BOSTON (WBZ NewsRadio) — Molly Bish has been gone for 20 years. Andy Puglisi, for more than four decades.
On Beacon Hill Thursday, their friends and families asked the state to give law enforcement a new tool to close those cases, and others too.
They spoke before the Joint Judiciary Committee, asking lawmakers to pass a bill that would allow DNA from convicted felons which already exists in law enforcement systems to be tested in cold cases—to see if there is a family match, possibly leading to a suspect.
Heather Bish spoke about her sister Molly, who disappeared from her lifeguard post at Commons Pond in Warren in the summer of 2000 when she was just sixteen. Her body was found three years later.
"Not one day goes by that I don't miss my sister," she said. "It has been 7,169 days."
The bill wouldn't just be for Molly, Heather said, but for all the other victims of unsolved homicides in the state.

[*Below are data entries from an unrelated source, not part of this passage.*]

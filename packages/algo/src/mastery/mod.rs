//! Mastery Tracker
//!
//! Turns one user's pool assignments and answers into per-KP and per-lesson
//! completion state. Everything here is a pure function of a
//! [`CourseProgress`] snapshot; the backend builds the snapshot inside the
//! request transaction and re-evaluates after every write.

use std::collections::{HashMap, HashSet};

use serde::{Deserialize, Serialize};

use crate::graph::PrerequisiteGraph;
use crate::pool::PoolLedger;
use crate::types::{
    ChoiceId, Course, EngineConfig, FailurePolicy, KpId, Lesson, LessonId, PoolKind, QuestionId,
};

// ==================== Progress Snapshot ====================

/// One persisted pool assignment joined with the user's answer, if any.
#[derive(Clone, Debug, PartialEq, Eq, Serialize, Deserialize)]
pub struct PoolRecord {
    pub question_id: QuestionId,
    pub kind: PoolKind,
    /// Owning quiz, review or diagnostic instance; `None` for the lesson pool
    pub owner_id: Option<i64>,
    pub choice_id: Option<ChoiceId>,
    pub answered_at_ms: Option<i64>,
}

/// A pool entry with its answer already graded.
#[derive(Clone, Debug, PartialEq, Eq, Serialize, Deserialize)]
pub struct PoolEntry {
    pub question_id: QuestionId,
    pub owner_id: Option<i64>,
    pub choice_id: Option<ChoiceId>,
    /// `None` while unanswered
    pub correct: Option<bool>,
    pub answered_at_ms: Option<i64>,
}

impl PoolEntry {
    pub fn is_answered(&self) -> bool {
        self.correct.is_some()
    }
}

/// Pool view of a single KP for one user. Entries are in allocation order.
#[derive(Clone, Debug, Default, PartialEq, Eq, Serialize, Deserialize)]
pub struct KpProgress {
    pub kp_id: KpId,
    pub lesson: Vec<PoolEntry>,
    pub quiz: Vec<PoolEntry>,
    pub review: Vec<PoolEntry>,
    pub diagnostic: Vec<PoolEntry>,
    /// Bank questions not yet committed to any pool
    pub unassigned: Vec<QuestionId>,
}

impl KpProgress {
    pub fn entries(&self, kind: PoolKind) -> &[PoolEntry] {
        match kind {
            PoolKind::Lesson => &self.lesson,
            PoolKind::Quiz => &self.quiz,
            PoolKind::Review => &self.review,
            PoolKind::Diagnostic => &self.diagnostic,
        }
    }

    fn entries_mut(&mut self, kind: PoolKind) -> &mut Vec<PoolEntry> {
        match kind {
            PoolKind::Lesson => &mut self.lesson,
            PoolKind::Quiz => &mut self.quiz,
            PoolKind::Review => &mut self.review,
            PoolKind::Diagnostic => &mut self.diagnostic,
        }
    }

    pub fn lesson_answered(&self) -> usize {
        self.lesson.iter().filter(|e| e.is_answered()).count()
    }

    pub fn lesson_incorrect(&self) -> usize {
        self.lesson.iter().filter(|e| e.correct == Some(false)).count()
    }

    /// Index of the first unanswered lesson-pool question.
    pub fn pending_lesson_question(&self) -> Option<usize> {
        self.lesson.iter().position(|e| !e.is_answered())
    }

    /// Latest lesson-pool answer time. Quiz, review and diagnostic answers
    /// never move it.
    pub fn last_lesson_answer_ms(&self) -> Option<i64> {
        self.lesson.iter().filter_map(|e| e.answered_at_ms).max()
    }
}

/// Snapshot of one user's progress over a whole course.
#[derive(Clone, Debug, Default, Serialize, Deserialize)]
pub struct CourseProgress {
    kps: HashMap<KpId, KpProgress>,
}

impl CourseProgress {
    /// Grades `records` against the course and groups them per KP. Records
    /// must arrive in allocation order; those naming questions outside the
    /// course are ignored.
    pub fn from_records(course: &Course, records: &[PoolRecord]) -> Self {
        let mut kps: HashMap<KpId, KpProgress> = HashMap::new();
        let mut assigned: HashSet<QuestionId> = HashSet::with_capacity(records.len());
        let mut questions = HashMap::new();

        for kp in course.knowledge_points() {
            kps.insert(kp.id, KpProgress { kp_id: kp.id, ..KpProgress::default() });
            for q in &kp.questions {
                questions.insert(q.id, q);
            }
        }

        for record in records {
            let Some(question) = questions.get(&record.question_id) else {
                continue;
            };
            if !assigned.insert(record.question_id) {
                continue;
            }
            let correct = record.choice_id.map(|choice| question.is_correct(choice));
            if let Some(progress) = kps.get_mut(&question.knowledge_point_id) {
                progress.entries_mut(record.kind).push(PoolEntry {
                    question_id: record.question_id,
                    owner_id: record.owner_id,
                    choice_id: record.choice_id,
                    correct,
                    answered_at_ms: record.answered_at_ms.filter(|_| correct.is_some()),
                });
            }
        }

        for kp in course.knowledge_points() {
            if let Some(progress) = kps.get_mut(&kp.id) {
                progress.unassigned = kp
                    .questions
                    .iter()
                    .map(|q| q.id)
                    .filter(|id| !assigned.contains(id))
                    .collect();
            }
        }

        Self { kps }
    }

    pub fn kp(&self, kp_id: KpId) -> Option<&KpProgress> {
        self.kps.get(&kp_id)
    }

    pub fn iter(&self) -> impl Iterator<Item = &KpProgress> {
        self.kps.values()
    }

    /// Pool ledger matching this snapshot, for allocating new questions.
    pub fn ledger(&self, course: &Course) -> PoolLedger {
        let mut ledger = PoolLedger::new();
        for kp in course.knowledge_points() {
            ledger.add_bank(kp);
            if let Some(progress) = self.kps.get(&kp.id) {
                for kind in PoolKind::ALL {
                    for entry in progress.entries(kind) {
                        ledger.record(entry.question_id, kind);
                    }
                }
            }
        }
        ledger
    }
}

// ==================== KP Predicates ====================

/// Consecutive correct answers counted back from the newest entry.
/// Unanswered entries are skipped; the first incorrect answer stops the count.
pub fn trailing_correct(entries: &[PoolEntry]) -> u32 {
    let mut streak = 0;
    for entry in entries.iter().rev() {
        match entry.correct {
            None => continue,
            Some(true) => streak += 1,
            Some(false) => break,
        }
    }
    streak
}

/// Lesson-pool completion: the trailing streak reached the threshold, or
/// every lesson question is answered and the bank has nothing left to give.
pub fn is_kp_complete(progress: &KpProgress, config: &EngineConfig) -> bool {
    let exhausted = progress.unassigned.is_empty()
        && progress.lesson.iter().all(PoolEntry::is_answered);
    exhausted || trailing_correct(&progress.lesson) >= config.correct_count_threshold
}

/// Diagnostic completion: at least one diagnostic question and all of them
/// answered correctly.
pub fn is_diagnostically_complete(progress: &KpProgress) -> bool {
    !progress.diagnostic.is_empty()
        && progress.diagnostic.iter().all(|e| e.correct == Some(true))
}

/// Completion by either predicate, used for unlocking lessons.
pub fn is_kp_satisfied(progress: &KpProgress, config: &EngineConfig) -> bool {
    is_kp_complete(progress, config) || is_diagnostically_complete(progress)
}

/// Whether the lesson-pool answers for the KP crossed the failure policy.
pub fn has_failed(progress: &KpProgress, policy: FailurePolicy) -> bool {
    let incorrect = progress.lesson_incorrect();
    match policy {
        FailurePolicy::IncorrectCount(limit) => incorrect >= limit as usize,
        FailurePolicy::IncorrectRatio { ratio, min_answered } => {
            let answered = progress.lesson_answered();
            answered >= min_answered as usize
                && answered > 0
                && incorrect as f64 / answered as f64 >= ratio
        }
    }
}

// ==================== Course Completion ====================

/// KP ids completed through the lesson pool, with their completion times
/// (latest lesson-pool answer). KPs completed without any answered lesson
/// question carry no time and are left out.
pub fn lesson_completion_times(
    course: &Course,
    progress: &CourseProgress,
    config: &EngineConfig,
) -> HashMap<KpId, i64> {
    course
        .knowledge_points()
        .filter_map(|kp| {
            let p = progress.kp(kp.id)?;
            if !is_kp_complete(p, config) {
                return None;
            }
            p.last_lesson_answer_ms().map(|t| (kp.id, t))
        })
        .collect()
}

pub fn satisfied_kps(
    course: &Course,
    progress: &CourseProgress,
    config: &EngineConfig,
) -> HashSet<KpId> {
    course
        .knowledge_points()
        .filter(|kp| progress.kp(kp.id).is_some_and(|p| is_kp_satisfied(p, config)))
        .map(|kp| kp.id)
        .collect()
}

pub fn is_lesson_complete(lesson: &Lesson, satisfied: &HashSet<KpId>) -> bool {
    lesson.knowledge_points.iter().all(|kp| satisfied.contains(&kp.id))
}

/// Lessons split into completed, ready (`next`) and blocked (`remaining`),
/// each in course order.
#[derive(Clone, Debug, Default, PartialEq, Eq, Serialize, Deserialize)]
pub struct LessonPartition {
    pub next: Vec<LessonId>,
    pub completed: Vec<LessonId>,
    pub remaining: Vec<LessonId>,
}

/// A lesson is ready when each KP's prerequisites are satisfied or are
/// earlier KPs of the same lesson.
pub fn partition_lessons(
    course: &Course,
    progress: &CourseProgress,
    config: &EngineConfig,
) -> LessonPartition {
    let satisfied = satisfied_kps(course, progress, config);
    let mut partition = LessonPartition::default();

    for lesson in &course.lessons {
        if is_lesson_complete(lesson, &satisfied) {
            partition.completed.push(lesson.id);
            continue;
        }

        let mut in_lesson: HashSet<KpId> = HashSet::new();
        let mut ready = true;
        for kp in &lesson.knowledge_points {
            in_lesson.insert(kp.id);
            let blocked = kp
                .prerequisites
                .iter()
                .any(|p| !satisfied.contains(p) && !in_lesson.contains(p));
            if blocked {
                ready = false;
                break;
            }
        }

        if ready {
            partition.next.push(lesson.id);
        } else {
            partition.remaining.push(lesson.id);
        }
    }
    partition
}

/// Latest answer time over a lesson's lesson-pool and diagnostic questions.
pub fn lesson_completed_at(lesson: &Lesson, progress: &CourseProgress) -> Option<i64> {
    lesson
        .knowledge_points
        .iter()
        .filter_map(|kp| progress.kp(kp.id))
        .flat_map(|p| p.lesson.iter().chain(p.diagnostic.iter()))
        .filter_map(|e| e.answered_at_ms)
        .max()
}

/// Unsatisfied prerequisites from outside the lesson that keep it blocked.
pub fn blocked_by(
    lesson: &Lesson,
    graph: &PrerequisiteGraph,
    satisfied: &HashSet<KpId>,
) -> Vec<KpId> {
    let in_lesson: HashSet<KpId> = lesson.knowledge_points.iter().map(|kp| kp.id).collect();
    let mut missing: Vec<KpId> = Vec::new();
    for kp in &lesson.knowledge_points {
        for &p in graph.prerequisites(kp.id) {
            if !satisfied.contains(&p) && !in_lesson.contains(&p) && !missing.contains(&p) {
                missing.push(p);
            }
        }
    }
    missing
}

"I am here on behalf of Patty Gonyea, Theresa Corley, Holly Piirainen, and the many other victims of crime that no longer have a voice," Bish said.
Andy Puglisi vanished from a Lawrence public pool in 1976. His friend, Melanie Perkins McLaughlin, testified about him.
"I was with him the day he vanished," she said. "He was my crush that summer. He was a sweet, kind boy."
She said the practice could help solve cold cases.
"It could narrow down tips to see if we could get a link, and once you have a tip, then you have a hard link that's further processed through DNA," she said. "So it's not like it's just, oh, we think this might be the person."